Le Mexique dans un miroir : les ex-voto de San Juan de los Lagos (1870 - 1945)


La «Roba-corazones» de San Juan et son sanctuaire

"[...] le llaman: Roba corazones, de calidad, que la demanda de Nra. Sra. de Guadalupe, la de los Remedios, la de Cosamaluapan, no se atreven á concurrir con esta Sagrada          Imagen, en los lugares donde pide limosna, porque dicen los  demandantes que la Santísima de San Juan lo 

arrastra todo, y roba los corazones"


                                        Francisco de Florencia



Les sanctuaires sont des points de cristallisation: non seulement de sacralité, mais aussi d’agitation, de vie. Rien d’étonnant donc à ce qu’ils rassemblent très vite autour d’eux fidèles, mais aussi «marchands du temple», et que de bruyantes villes-saintes naissent là où seuls le recueillement et le désert devraient exister…. De ce point de vue, le cas de San Juan de los Lagos est exemplaire, tout comme celui de Lourdes sous d’autres cieux. San Juan sut y ajouter une dimension encore plus économique, grâce à sa foire, qui déjà au XVIIIe siècle était devenue la plus importante de l’intérieur du pays. Au siècle dernier, elle eut même droit à la gloire littéraire grâce à  Manuel Payno et ses Bandidos de Río Frío.

Comment en est-on arrivé là? Grâce au jésuite Francisco de Florencia, un des plus zélés propagandistes du culte marial à la fin du XVIIe siècle, une documentation exceptionnelle nous a été conservée. Les proto-miracles et les mythes fondateurs remontent aux années 1620, mettent en scène des Indiens (dépositaires des vertus thaumaturges de l’image) et une famille de volantines (sans doute non-indigènes), dans le village de San Juan, alors modeste hameau indien, à 20 lieues à l’est de Guadalajara. À ce moment l’image que nous connaissons sort au grand jour, multiplie les miracles. 

Deux séries d’événements seront décisifs dans les années qui suivent: jusque là cette région était une zone frontière, peu peuplée. Située entre Zacatecas et Guadalajara elle attirait les convoitises: prétextant le besoin de mieux encadrer le culte naissant –il ne fallait pas le laisser entre les mains des indigènes-, en 1633 l’audience de Guadalajara autorisait que «puedan poblar y vivir españoles en el pueblo de San Juan». C’était le début de la créolisation du culte. Le texte de Florencia, cité plus haut révèle un aspect essentiel de l’organisation du sanctuaire: ayant à s’étendre sur une région dilatée, semi-déserte, les autorités du sanctuaire mirent au point une organisation permanente de «tournées promotionnelles» de l’image (ou plutôt de ses copies), jusque dans l’extrême nord, dans la région de Parral. Aucune autre image ne put rivaliser avec elle, l’empêcher de se construire une aire d’influence centrée sur Guadalajara-Zacatecas, sur le commerce, l’argent et le pouvoir (politique et religieux).

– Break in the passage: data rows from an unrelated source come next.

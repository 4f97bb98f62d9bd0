//! `POST /assign-api-key`

use axum::Json;
use axum::extract::State;
use axum::extract::rejection::JsonRejection;
use axum::http::HeaderMap;
use axum::http::header::USER_AGENT;
use serde::Deserialize;
use serde_json::{Value, json};
use time::OffsetDateTime;
use time::format_description::well_known::Rfc3339;

use crate::error::ApiError;
use crate::state::AppState;

#[derive(Deserialize)]
#[serde(rename_all = "camelCase")]
pub(crate) struct AssignBody {
    user_email: Option<String>,
}

pub(crate) async fn assign_api_key(
    State(state): State<AppState>,
    headers: HeaderMap,
    body: Result<Json<AssignBody>, JsonRejection>,
) -> Result<Json<Value>, ApiError> {
    let Json(body) = body?;
    let user_agent = headers.get(USER_AGENT).and_then(|v| v.to_str().ok());
    let out = state
        .assign
        .assign(body.user_email.as_deref(), user_agent)
        .await?;

    let mut user_info = serde_json::to_value(&out.record).map_err(|e| state.errors.internal(e))?;
    user_info["email"] = Value::String(out.email);
    user_info["lastAccessed"] = OffsetDateTime::now_utc()
        .format(&Rfc3339)
        .map(Value::String)
        .unwrap_or(Value::Null);

    Ok(Json(json!({
        "apiKey": out.api_key,
        "isNewUser": out.is_new_user,
        "userInfo": user_info,
    })))
}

Aujourd’hui la foire a perdu beaucoup de son importance économique, mais l’attraction, l’agitation autour du sanctuaire persistent. Elles s’amplifient au moment des grands pelèrinages, autour du 8 décembre –jour de la Conception- et du 2 février –Chandeleur . Les ex-voto en portent témoignage : par leur thématique parfois, mais surtout par la date de confection des retables, très souvent quelques jours avant le départ vers le sanctuaire (en novembre-décembre, en janvier) ou leur dépôt dans le sanctuaire, au moment de la fête.